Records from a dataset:
● ● ●
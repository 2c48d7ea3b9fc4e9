use std::path::PathBuf;
use thiserror::Error;

#[derive(Debug, Error)]
pub enum IngestError {
    #[error("io error: {0}")]
    Io(#[from] std::io::Error),

    #[error("pdf parse error: {0}")]
    PdfParse(String),
}

#[derive(Debug, Error)]
pub enum EmbeddingError {
    #[error("http error: {0}")]
    Http(#[from] reqwest::Error),

    #[error("url parse error: {0}")]
    Url(#[from] url::ParseError),

    #[error("serialize error: {0}")]
    Serialization(#[from] serde_json::Error),

    #[error("invalid response from {endpoint}: {details}")]
    BackendResponse { endpoint: String, details: String },

    #[error("embedding dimension {got} does not match expected {expected}")]
    DimensionMismatch { expected: usize, got: usize },
}

#[derive(Debug, Error)]
pub enum MatchError {
    #[error("invalid input: {0}")]
    InvalidInput(String),

    #[error("embedding provider error: {0}")]
    Embedding(#[from] EmbeddingError),
}

#[derive(Debug, Error)]
pub enum StoreError {
    #[error("sqlite error: {0}")]
    Sqlite(#[from] rusqlite::Error),

    #[error("io error for path '{path}': {source}")]
    Io {
        path: PathBuf,
        #[source]
        source: std::io::Error,
    },

    #[error("reviewer {reviewer_id} is already assigned to proposal {proposal_id}")]
    AlreadyAssigned { proposal_id: i64, reviewer_id: i64 },

    #[error("reviewer {reviewer_id} has already reviewed proposal {proposal_id}")]
    AlreadyReviewed { proposal_id: i64, reviewer_id: i64 },

    #[error("email already registered: {0}")]
    DuplicateEmail(String),

    #[error("{entity} not found: {id}")]
    NotFound { entity: &'static str, id: i64 },

    #[error("database lock poisoned")]
    LockPoisoned,
}

pub type Result<T, E = StoreError> = std::result::Result<T, E>;
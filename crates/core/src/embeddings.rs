use crate::error::EmbeddingError;
use async_trait::async_trait;

const DEFAULT: usize = 128;

pub const DEFAULT_EMBEDDING_DIMENSIONS: usize = DEFAULT;

/// Maps free text to a fixed-dimension vector. Deterministic for identical
/// input; the dimension is fixed for the lifetime of a provider instance.
/// Provider failures propagate — they are never silently swallowed.
#[async_trait]
pub trait EmbeddingProvider {
    fn dimensions(&self) -> usize;

    async fn embed(&self, text: &str) -> Result<Vec<f32>, EmbeddingError>;

    async fn embed_batch(&self, texts: &[String]) -> Result<Vec<Vec<f32>>, EmbeddingError> {
        let mut vectors = Vec::with_capacity(texts.len());
        for text in texts {
            vectors.push(self.embed(text).await?);
        }
        Ok(vectors)
    }
}

#[async_trait]
impl<P> EmbeddingProvider for Box<P>
where
    P: EmbeddingProvider + ?Sized + Send + Sync,
{
    fn dimensions(&self) -> usize {
        (**self).dimensions()
    }

    async fn embed(&self, text: &str) -> Result<Vec<f32>, EmbeddingError> {
        (**self).embed(text).await
    }

    async fn embed_batch(&self, texts: &[String]) -> Result<Vec<Vec<f32>>, EmbeddingError> {
        (**self).embed_batch(texts).await
    }
}

/// Local deterministic embedder: word unigrams and bigrams folded into a
/// signed hash bucket, L2-normalized. Text with no word characters embeds
/// to the zero vector, a valid low-similarity signal.
#[derive(Debug, Clone, Copy)]
pub struct HashEmbedder {
    pub dimensions: usize,
}

impl Default for HashEmbedder {
    fn default() -> Self {
        Self {
            dimensions: DEFAULT_EMBEDDING_DIMENSIONS,
        }
    }
}

#[async_trait]
impl EmbeddingProvider for HashEmbedder {
    fn dimensions(&self) -> usize {
        self.dimensions
    }

    async fn embed(&self, text: &str) -> Result<Vec<f32>, EmbeddingError> {
        Ok(embed_word_shingles(text, self.dimensions))
    }
}

fn embed_word_shingles(text: &str, dimensions: usize) -> Vec<f32> {
    let mut vector = vec![0f32; dimensions.max(1)];
    let lowered = text.to_lowercase();
    let words: Vec<&str> = lowered
        .split(|ch: char| !ch.is_alphanumeric())
        .filter(|word| !word.is_empty())
        .collect();

    for (index, word) in words.iter().enumerate() {
        fold_token(&mut vector, word);
        if let Some(next) = words.get(index + 1) {
            fold_token(&mut vector, &format!("{word} {next}"));
        }
    }

    let magnitude = vector.iter().map(|value| value * value).sum::<f32>().sqrt();
    if magnitude > 0.0 {
        for value in &mut vector {
            *value /= magnitude;
        }
    }

    vector
}

// Signed hashing trick: the low hash bit picks the sign so colliding
// tokens partially cancel instead of piling up.
fn fold_token(vector: &mut [f32], token: &str) {
    let mut hash = 0x811c_9dc5u32;
    for byte in token.bytes() {
        hash ^= u32::from(byte);
        hash = hash.wrapping_mul(0x0100_0193);
    }
    let bucket = (hash >> 1) as usize % vector.len();
    vector[bucket] += if hash & 1 == 0 { 1.0 } else { -1.0 };
}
● ● ●
◆ **What you are asked to do**
Return only the number of lines above that include the word "impl".

◆ **Output**
3